• Exercise goal: The full set of entries must be copied exactly.

[Records from a collection]

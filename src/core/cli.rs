//! Command-line interface

use std::path::PathBuf;

use clap::{Parser, Subcommand};

use super::constants::APP_NAME_LOWER;

#[derive(Debug, Parser)]
#[command(name = APP_NAME_LOWER, version, about = "Ask questions about tabular data")]
struct Cli {
    /// Host to bind the API server to
    #[arg(long)]
    host: Option<String>,

    /// Port to bind the API server to (default: 5280)
    #[arg(long)]
    port: Option<u16>,

    /// Path to a JSON config file
    #[arg(long)]
    config: Option<PathBuf>,

    /// Override the data directory
    #[arg(long)]
    data_dir: Option<PathBuf>,

    /// Enable debug logging and SQL echo
    #[arg(long)]
    debug: bool,

    #[command(subcommand)]
    command: Option<Commands>,
}

#[derive(Debug, Clone, Subcommand)]
pub enum Commands {
    /// Start the server (default)
    Start,
    /// System maintenance commands
    System {
        #[command(subcommand)]
        command: SystemCommands,
    },
}

#[derive(Debug, Clone, Subcommand)]
pub enum SystemCommands {
    /// Delete the local data directory (datasets and uploads)
    Prune {
        /// Skip the confirmation prompt
        #[arg(long)]
        yes: bool,
    },
}

/// CLI values that feed into config resolution
#[derive(Debug, Clone, Default)]
pub struct CliConfig {
    pub host: Option<String>,
    pub port: Option<u16>,
    pub config: Option<PathBuf>,
    pub data_dir: Option<PathBuf>,
    pub debug: bool,
}

/// Parse process arguments into config overrides plus an optional command
pub fn parse() -> (CliConfig, Option<Commands>) {
    let cli = Cli::parse();
    (
        CliConfig {
            host: cli.host,
            port: cli.port,
            config: cli.config,
            data_dir: cli.data_dir,
            debug: cli.debug,
        },
        cli.command,
    )
}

• Written answer:
filename src/core/cli.rs
//! Command-line interface

use std::path::PathBuf;

use clap::{Parser, Subcommand};

use super::constants::APP_NAME_LOWER;

#[derive(Debug, Parser)]
#[command(name = APP_NAME_LOWER, version, about = "Ask questions about tabular data")]
struct Cli {
    /// Host to bind the API server to
    #[arg(long)]
    host: Option<String>,

    /// Port to bind the API server to (default: 5280)
    #[arg(long)]
    port: Option<u16>,

    /// Path to a JSON config file
    #[arg(long)]
    config: Option<PathBuf>,

    /// Override the data directory
    #[arg(long)]
    data_dir: Option<PathBuf>,

    /// Enable debug logging and SQL echo
    #[arg(long)]
    debug: bool,

    #[command(subcommand)]
    command: Option<Commands>,
}

#[derive(Debug, Clone, Subcommand)]
pub enum Commands {
    /// Start the server (default)
    Start,
    /// System maintenance commands
    System {
        #[command(subcommand)]
        command: SystemCommands,
    },
}

#[derive(Debug, Clone, Subcommand)]
pub enum SystemCommands {
    /// Delete the local data directory (datasets and uploads)
    Prune {
        /// Skip the confirmation prompt
        #[arg(long)]
        yes: bool,
    },
}

/// CLI values that feed into config resolution
#[derive(Debug, Clone, Default)]
pub struct CliConfig {
    pub host: Option<String>,
    pub port: Option<u16>,
    pub config: Option<PathBuf>,
    pub data_dir: Option<PathBuf>,
    pub debug: bool,
}

/// Parse process arguments into config overrides plus an optional command
pub fn parse() -> (CliConfig, Option<Commands>) {
    let cli = Cli::parse();
    (
        CliConfig {
            host: cli.host,
            port: cli.port,
            config: cli.config,
            data_dir: cli.data_dir,
            debug: cli.debug,
        },
        cli.command,
    )
}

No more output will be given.